Discussion. Two mechanisms might explain the occurrence of breast enlargement among patients who are receivingHAART: (1) pseudo-GM, in which the enlargement is due to an increase of adipose tissue, and (2) real GM with glandular hypertrophy. Fat accumulation is a well-known phenomenon for patients receiving HAART that includes a protease inhibitor. Stavudine has also been reported to induce GM [6], but it is better known to cause fat atrophy [11]. Eight of the 18 men (table 1) had lipodystrophy with mostly fat accumulation, but true GM with glandular structures was confirmed by mammography, ultrasonography, or both for 8 of the 18 men (table 1). These findings prompted us to think that breast enlargement would be due to drugs having a mammotropic action, rather than to fat accumulation in the breasts. On the basis of our analysis of both the literature and our patients (table 1), no particular class of molecule included in HAART seems to be a particularly good candidate to explain this effect.

The mammotropic action of drugs can be divided into 2 main known types: those that mimic estrogen or progesterone at peripheral receptor sites (e.g., digitalis or spironolactone) and those that increase secretion of prolactin (e.g., phenothiazine derivatives or tricyclic antidepressants).
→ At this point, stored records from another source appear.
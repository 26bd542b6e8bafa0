pub mod callback;
pub mod flow;
pub mod login;
pub mod oauth;
pub mod refresh;
pub mod vault;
The latter drugs cause breast hypertrophy in men and women in equal proportions, and in women, they also induce galactorrhea and amenorrhea. The 2 women [6, 7] exhibited neither these symptoms nor high prolactin levels, as did 13 of the 18 men (table 1). For the remaining 2 men with abnormally high prolactin levels, GM might have been caused by the neuroleptic therapy they received concomitantly (table 1).
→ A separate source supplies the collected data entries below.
//! Placeholder substitution for URL and payload templates.
//!
//! Placeholders are `{name}` tokens. A token whose name is absent from the
//! value map is left verbatim. Nothing here performs I/O or mutates its inputs.

use crate::config::{FieldType, InputField, Values};
use regex::{Captures, Regex};
use serde_json::{Number, Value};
use std::sync::LazyLock;

pub const DATA_FIELDS_TOKEN: &str = "{dataFields}";
pub const VALUES_ARRAY_TOKEN: &str = "{valuesArray}";

static PLACEHOLDER: LazyLock<Regex> = LazyLock::new(|| {
    Regex::new(r"\{([^{}]+)\}").expect("placeholder pattern is valid")
});

/// Inputs needed to expand a payload template.
#[derive(Debug, Clone, Copy)]
pub struct PayloadContext<'a> {
    pub values: &'a Values,
    pub data_fields: &'a [&'a InputField],
    pub input_values: &'a Values,
}

/// Substitutes placeholders with percent-encoded values.
pub fn resolve_url(template: &str, values: &Values) -> String {
    substitute(template, values, true)
}

/// Substitutes placeholders with raw text values.
pub fn resolve_text(template: &str, values: &Values) -> String {
    substitute(template, values, false)
}

pub fn resolve_payload(template: &Value, context: &PayloadContext<'_>) -> Value {
    match template {
        Value::String(text) if text == DATA_FIELDS_TOKEN => Value::Object(build_data_fields(
            context.data_fields,
            context.input_values,
        )),
        Value::String(text) if text == VALUES_ARRAY_TOKEN => Value::Array(build_values_array(
            context.data_fields,
            context.input_values,
        )),
        Value::String(text) => Value::String(resolve_text(text, context.values)),
        Value::Array(items) => Value::Array(
            items
                .iter()
                .map(|item| resolve_payload(item, context))
                .collect(),
        ),
        Value::Object(fields) => Value::Object(
            fields
                .iter()
                .map(|(key, value)| (key.clone(), resolve_payload(value, context)))
                .collect(),
        ),
        other => other.clone(),
    }
}

/// Data-field values that are set and not `""`, coerced by field type.
///
/// `false`, `0` and `null` are sent as-is so an update can clear a field.
pub fn build_data_fields(data_fields: &[&InputField], input_values: &Values) -> Values {
    let mut data = Values::new();
    for field in data_fields {
        match input_values.get(&field.key) {
            None => {}
            Some(Value::String(text)) if text.is_empty() => {}
            Some(value) => {
                data.insert(field.key.clone(), coerce(field.field_type, value));
            }
        }
    }
    data
}

/// One entry per data field in declared order; `""` stands in for missing or
/// `null` values. `false` and `0` are kept.
pub fn build_values_array(data_fields: &[&InputField], input_values: &Values) -> Vec<Value> {
    data_fields
        .iter()
        .map(|field| match input_values.get(&field.key) {
            None | Some(Value::Null) => Value::String(String::new()),
            Some(value) => value.clone(),
        })
        .collect()
}

/// `null`, `""` and `false` count as "not filled in" for required-field checks.
pub fn is_blank(value: &Value) -> bool {
    match value {
        Value::Null => true,
        Value::String(text) => text.is_empty(),
        Value::Bool(flag) => !flag,
        _ => false,
    }
}

pub fn value_to_text(value: &Value) -> String {
    match value {
        Value::String(text) => text.clone(),
        Value::Null => "null".to_string(),
        Value::Bool(flag) => flag.to_string(),
        Value::Number(number) => number.to_string(),
        other => other.to_string(),
    }
}

fn substitute(template: &str, values: &Values, encode: bool) -> String {
    PLACEHOLDER
        .replace_all(template, |captures: &Captures<'_>| {
            let whole = captures.get(0).map_or("", |m| m.as_str());
            let name = captures.get(1).map_or("", |m| m.as_str());
            match values.get(name) {
                Some(value) if encode => urlencoding::encode(&value_to_text(value)).into_owned(),
                Some(value) => value_to_text(value),
                None => whole.to_string(),
            }
        })
        .into_owned()
}

fn coerce(field_type: FieldType, value: &Value) -> Value {
    match field_type {
        FieldType::Number => match value {
            Value::String(text) => parse_number(text).unwrap_or_else(|| value.clone()),
            _ => value.clone(),
        },
        FieldType::Json => match value {
            Value::String(text) => serde_json::from_str(text).unwrap_or_else(|_| value.clone()),
            _ => value.clone(),
        },
        FieldType::Text
        | FieldType::Textarea
        | FieldType::Checkbox
        | FieldType::DynamicDropdown
        | FieldType::KeyValue
        | FieldType::Email
        | FieldType::Password
        | FieldType::Date
        | FieldType::Url
        | FieldType::Tel => value.clone(),
    }
}

fn parse_number(text: &str) -> Option<Value> {
    let trimmed = text.trim();
    if let Ok(integer) = trimmed.parse::<i64>() {
        return Some(Value::from(integer));
    }
    trimmed
        .parse::<f64>()
        .ok()
        .and_then(Number::from_f64)
        .map(Value::Number)
}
More likely, the mechanism involved for HAART would be the mimicking of the effect of estrogen on breast tissue. In fact, drugs that use this mechanism fairly frequently cause GM in men, as for HAART. However, women rarely note or complain of breast enlargement, especially because none of these agents has ever been reported to induce lactation. Furthermore, the dramatic effect of DHT gel, which has an antiestrogen effect, reinforces this last hypothesis.
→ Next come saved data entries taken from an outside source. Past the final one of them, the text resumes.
use crate::config::{RowAction, ServiceConfiguration};
use crate::engine::template::value_to_text;
use crate::features::records::controller::Record;
use colored::Colorize;
use serde_json::Value;

const MAX_CELL_WIDTH: usize = 40;
const EMPTY_CELL: &str = "-";

/// Column headers: the declared output fields, else the keys of the first record.
pub fn columns(config: &ServiceConfiguration, records: &[Record]) -> Vec<String> {
    let declared = config.display_fields();
    if !declared.is_empty() {
        return declared;
    }
    records
        .first()
        .map(|record| record.fields.keys().cloned().collect())
        .unwrap_or_default()
}

pub fn render_table(config: &ServiceConfiguration, records: &[Record]) -> String {
    if records.is_empty() {
        return "No records found.".bright_black().to_string();
    }

    let columns = columns(config, records);
    let mut header = vec!["#".to_string(), "id".to_string()];
    header.extend(columns.iter().cloned());

    let rows: Vec<Vec<String>> = records
        .iter()
        .enumerate()
        .map(|(index, record)| {
            let mut row = vec![(index + 1).to_string(), record.id.clone()];
            row.extend(columns.iter().map(|column| cell_text(record.fields.get(column))));
            row
        })
        .collect();

    let widths: Vec<usize> = (0..header.len())
        .map(|col| {
            rows.iter()
                .map(|row| row[col].chars().count())
                .chain(std::iter::once(header[col].chars().count()))
                .max()
                .unwrap_or(0)
        })
        .collect();

    let mut lines = Vec::with_capacity(rows.len() + 2);
    lines.push(format_row(&header, &widths).bold().to_string());
    lines.push(
        widths
            .iter()
            .map(|width| "-".repeat(*width))
            .collect::<Vec<_>>()
            .join("  ")
            .bright_black()
            .to_string(),
    );
    for row in &rows {
        lines.push(format_row(row, &widths));
    }

    let actions = available_actions(config);
    if !actions.is_empty() {
        lines.push(
            format!("Row actions: {}", actions.join(", "))
                .bright_black()
                .to_string(),
        );
    }

    lines.join("\n")
}

fn available_actions(config: &ServiceConfiguration) -> Vec<&'static str> {
    [(RowAction::Edit, "edit"), (RowAction::Delete, "delete")]
        .into_iter()
        .filter(|(action, _)| config.action_enabled(*action))
        .map(|(_, name)| name)
        .collect()
}

fn format_row(cells: &[String], widths: &[usize]) -> String {
    cells
        .iter()
        .zip(widths)
        .map(|(cell, width)| format!("{cell:<width$}"))
        .collect::<Vec<_>>()
        .join("  ")
        .trim_end()
        .to_string()
}

fn cell_text(value: Option<&Value>) -> String {
    let text = match value {
        None | Some(Value::Null) => return EMPTY_CELL.to_string(),
        Some(nested @ (Value::Object(_) | Value::Array(_))) => {
            serde_json::to_string(nested).unwrap_or_default()
        }
        Some(scalar) => value_to_text(scalar),
    };

    let flattened = text.replace(['\n', '\r'], " ");
    if flattened.chars().count() > MAX_CELL_WIDTH {
        let truncated: String = flattened.chars().take(MAX_CELL_WIDTH - 1).collect();
        format!("{truncated}…")
    } else {
        flattened
    }
}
This hypothesis should be tested on a larger cohort of patients (e.g., in a controlled clinical trial); however, from a practical point of view, when such GM is observed in patients who are receiving HAART and when a careful search has been done to detect predisposing causes that should be specifically treated, rapid, beneficial symptomatic response can be obtained with local application of DHT gel, 5 g/day given once daily for 1–3 months. This simple treatment seems to be particularly well tolerated: no side effects have been reported in the literature [10] or were observed among the patients who we studied. Nevertheless, the anecdotal nature of the effect of DHT presented here prompts us to think that other systemic androgenic therapies (e.g., testosterone gel) might have the same effect.